Grass strips trap as well as stabilize soil eroding down the slope and over time a natural terrace
builds up in and above the strips to form a raised terrace. Farmers continuously plant two crops
per year on the strip terraces. Periodically, the mature napier grass is harvested and used as
staking materials for climbing beans
Innovation trigger
Landscape level impacts of SLM innovations is recorded among the local communities to have
been triggered in 1984 by uncommonly heavy rains that caused severe soil erosion on slopes
characterized by gullies, landslides, reduced yields. The local chief realized that there was need to
act together collectively to stop the situation. At the suggestion of a highly respected retired
agricultural officer, the local chiefs closed Muganza hill to all agricultural and livestock activities.
The farmers responded positively in avoiding the slopes while intensifying agricultural activities
on their valley plots. Notable, considering most sweet and Irish potatoes (important cash crops)
are grown on the slopes, household incomes declined appreciatively. However, after five years,
the agricultural office judged the recovery and the chief agreed to open it. During the closure, the
remnants of terraces initiated during British administration and the farm boundaries were lost thus
Paper for SA Land care meeting: by Joy Tukahirwa et.al, entitled scaling SLM innovations
Page 5 of 12
necessitating re-demarcation that demanded significant collaboration as it involved shifting plots
up and down the hill slopes about four meters. Coordination was also needed to redesign the hill
slopes and relocate farm plots. The customary tenure of strip terraced land offers rights to use a
certain amount of land instead of rights to certain plots prevented any form of disputes during redemarcation.

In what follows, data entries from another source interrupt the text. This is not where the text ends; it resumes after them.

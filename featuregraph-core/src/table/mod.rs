//! In-Memory Tables
//!
//! A minimal column-oriented table used by [`InMemoryStore`]. Rows are
//! identified by position only, so the table has no notion of explicit
//! index columns.
//!
//! Columns keep their insertion order and always have the same length.
//! The first column added to an empty table fixes the row count.
//!
//! [`InMemoryStore`]: crate::store::InMemoryStore

mod value;

pub use value::Value;

use indexmap::IndexMap;
use serde::Serialize;

use crate::error::TableError;

/// Ordered, equal-length named columns.
#[derive(Debug, Clone, Default, PartialEq, Serialize)]
pub struct Table {
    columns: IndexMap<String, Vec<Value>>,
    rows: usize,
}

impl Table {
    /// Create an empty table.
    pub fn new() -> Self {
        Self::default()
    }

    /// Create a table from `(name, values)` pairs.
    pub fn from_columns<I, S>(columns: I) -> Result<Self, TableError>
    where
        I: IntoIterator<Item = (S, Vec<Value>)>,
        S: Into<String>,
    {
        let mut table = Self::new();
        for (name, values) in columns {
            table.push_column(name, values)?;
        }
        Ok(table)
    }

    /// Builder-style [`Table::push_column`].
    pub fn with_column(
        mut self,
        name: impl Into<String>,
        values: Vec<Value>,
    ) -> Result<Self, TableError> {
        self.push_column(name, values)?;
        Ok(self)
    }

    /// Append a new column. Fails if the name is taken or the length is wrong.
    pub fn push_column(&mut self, name: impl Into<String>, values: Vec<Value>) -> Result<(), TableError> {
        let name = name.into();
        if self.columns.contains_key(&name) {
            return Err(TableError::DuplicateColumn { column: name });
        }
        self.check_length(&name, &values)?;
        self.rows = values.len();
        self.columns.insert(name, values);
        Ok(())
    }

    /// Insert a column, replacing any column with the same name in place.
    pub fn set_column(&mut self, name: impl Into<String>, values: Vec<Value>) -> Result<(), TableError> {
        let name = name.into();
        let replacing_only_column = self.columns.len() == 1 && self.columns.contains_key(&name);
        if !replacing_only_column {
            self.check_length(&name, &values)?;
        }
        self.rows = values.len();
        self.columns.insert(name, values);
        Ok(())
    }

    fn check_length(&self, name: &str, values: &[Value]) -> Result<(), TableError> {
        if !self.columns.is_empty() && values.len() != self.rows {
            return Err(TableError::LengthMismatch {
                column: name.to_string(),
                expected: self.rows,
                found: values.len(),
            });
        }
        Ok(())
    }

    /// Get a column's values.
    pub fn column(&self, name: &str) -> Option<&[Value]> {
        self.columns.get(name).map(Vec::as_slice)
    }

    /// Like [`Table::column`], but a missing column is an error.
    pub fn require_column(&self, name: &str) -> Result<&[Value], TableError> {
        self.column(name).ok_or_else(|| TableError::MissingColumn {
            column: name.to_string(),
        })
    }

    /// Apply `f` to every value of a column.
    pub fn map_column<F>(&self, name: &str, f: F) -> Result<Vec<Value>, TableError>
    where
        F: FnMut(&Value) -> Value,
    {
        Ok(self.require_column(name)?.iter().map(f).collect())
    }

    /// The value at `row` in `column`.
    pub fn value(&self, row: usize, column: &str) -> Option<&Value> {
        self.column(column).and_then(|values| values.get(row))
    }

    /// True if a column named `name` exists.
    pub fn contains_column(&self, name: &str) -> bool {
        self.columns.contains_key(name)
    }

    /// Column names in insertion order.
    pub fn column_names(&self) -> impl Iterator<Item = &str> {
        self.columns.keys().map(String::as_str)
    }

    /// `(name, values)` pairs in insertion order.
    pub fn columns(&self) -> impl Iterator<Item = (&str, &[Value])> {
        self.columns
            .iter()
            .map(|(name, values)| (name.as_str(), values.as_slice()))
    }

    /// Consume the table, yielding its columns in order.
    pub fn into_columns(self) -> impl Iterator<Item = (String, Vec<Value>)> {
        self.columns.into_iter()
    }

    /// Number of rows.
    pub fn num_rows(&self) -> usize {
        self.rows
    }

    /// Number of columns.
    pub fn num_columns(&self) -> usize {
        self.columns.len()
    }

    /// True when the table has no columns.
    pub fn is_empty(&self) -> bool {
        self.columns.is_empty()
    }
}

#[cfg(test)]
mod tests {
    use super::*;

    fn ints(values: &[i64]) -> Vec<Value> {
        values.iter().copied().map(Value::Int).collect()
    }

    #[test]
    fn first_column_fixes_row_count() {
        let table = Table::new().with_column("a", ints(&[1, 2, 3])).unwrap();
        assert_eq!(table.num_rows(), 3);
        assert_eq!(table.num_columns(), 1);

        let result = table.with_column("b", ints(&[1]));
        assert!(matches!(
            result,
            Err(TableError::LengthMismatch { expected: 3, found: 1, .. })
        ));
    }

    #[test]
    fn push_rejects_duplicates() {
        let mut table = Table::from_columns([("a", ints(&[1]))]).unwrap();
        let result = table.push_column("a", ints(&[2]));
        assert!(matches!(result, Err(TableError::DuplicateColumn { .. })));
    }

    #[test]
    fn set_replaces_in_place() {
        let mut table = Table::from_columns([("a", ints(&[1, 2])), ("b", ints(&[3, 4]))]).unwrap();
        table.set_column("a", ints(&[5, 6])).unwrap();

        assert_eq!(table.column_names().collect::<Vec<_>>(), ["a", "b"]);
        assert_eq!(table.column("a"), Some(ints(&[5, 6]).as_slice()));
        assert!(table.set_column("c", ints(&[1])).is_err());
    }

    #[test]
    fn map_column_requires_column() {
        let table = Table::from_columns([("a", ints(&[1, 2]))]).unwrap();
        let doubled = table
            .map_column("a", |v| Value::Int(v.as_i64().unwrap_or(0) * 2))
            .unwrap();
        assert_eq!(doubled, ints(&[2, 4]));

        assert!(matches!(
            table.map_column("missing", |v| v.clone()),
            Err(TableError::MissingColumn { .. })
        ));
    }

    #[test]
    fn value_lookup() {
        let table = Table::from_columns([("a", ints(&[7, 8]))]).unwrap();
        assert_eq!(table.value(1, "a"), Some(&Value::Int(8)));
        assert_eq!(table.value(2, "a"), None);
        assert_eq!(table.value(0, "b"), None);
    }
}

In addition, bye-laws formulation was initiated and implemented successfully
putting mechanisms for their enforcement
Bye laws for Muganza
Article 1: Nobody will be allowed to graze the animals especially cattle in Muganza hill
Article 2: Who ever will be caught grazing cattle in Muganza hill will be punished with a fine of
10,000 for each cattle
Article 3: No cattle is allowed to step on the hill form today at 10.00 a.m of 23/11/2002
Article 4: All people who have plots in Muganza hill have agreed that each and every one must plant
agroforestry trees especially veronica plant along the contour lines
Article 5: People who have plots in Muganza hill have requested the management to alow them to
plant swetpotatoes for only one year.
Article6: Who ever will not cultivate well along the terraces in the hill will be fined shillings 3000
only
Article 7: Concerning about the goats rearing, we have agreed that goats be grazed in the hills but the
one who looks after them should not graze in the plantations. If caught uprooting and
grazing in potato plantations will be fined amount of money equivalent to 3000/=
Article 8: Selection of management committee to help communities implement the byelaws
The byelaws were signed by the Chairperson of Lc1 ( Hakiza Deo) for Muganza village on 23 rd of November 2002 and the Parish Chief Joy Nfitumikiza
The heavy rains accompanied by alarming soil erosion were innovation triggers whose impact
was a shock to the entire community catalyzed a group response (reaction) dictating collective
action as an innovation. The community response of collective action was a demonstration to
recover from shock (resilience) capitalizing on a readily available social capital. However it is
important to note the community made a heavy investments in community mobilization which
also demanded strong leadership and a common vision (rehabilitated landscape). Consequently,
the role of innovation triggers, collective action, leadership and common vision in understanding
scaling up process is conspicuous in the case study.
Local multi stakeholder platforms
In order to harness, the benefits of collective actions grass roots multi-stakeholders local
grassroots platforms have been formed in three different villages. On these platforms, the
majority are subsistence farmers (Those who own land on the hill slopes and those who
do not own land on the slopes but own livestock that graze in the fallowed land); NGOs
such as faith based organizations; Extension service staff; and local government. Each
of these stakeholders play different roles: Farmers ensure that the entire hill landscape is
well managed and that all community members comply with the bye-laws and planting
cyscles. Both the executive committee members and other group members are equally
responsible for this ‘community policing’. The extension service ensure that the
community members are regularly trained in proper farming methods, linking community
with relevant NGOs that could be of any assistance, participates in monitoring the
conservation structures on the hill among other roles. The local government (LGs) also
Paper for SA Land care meeting: by Joy Tukahirwa et.al, entitled scaling SLM innovations
Page 6 of 12
plays a big role in backstopping the success of local initiatives land management on
Muganza hill. Most important, LGs oversee the implementation and enforcement of the
bye-laws and are also represented on the executive committees of the platforms. The
grassroots local platforms have defined governance structures with inbuilt mechanisms to
address gender dynamics, communication, and conflict management. The governance
structure is composed of executive and committee members whose number varies from
group to group but range between nine to ten members. Local platforms membership is
open to men, women and youth and each category is represented on the committee. Of
critical importance , women are the major land users yet lacking control, leadership and
decision on land matters justifying that they voices are amplified at platform level.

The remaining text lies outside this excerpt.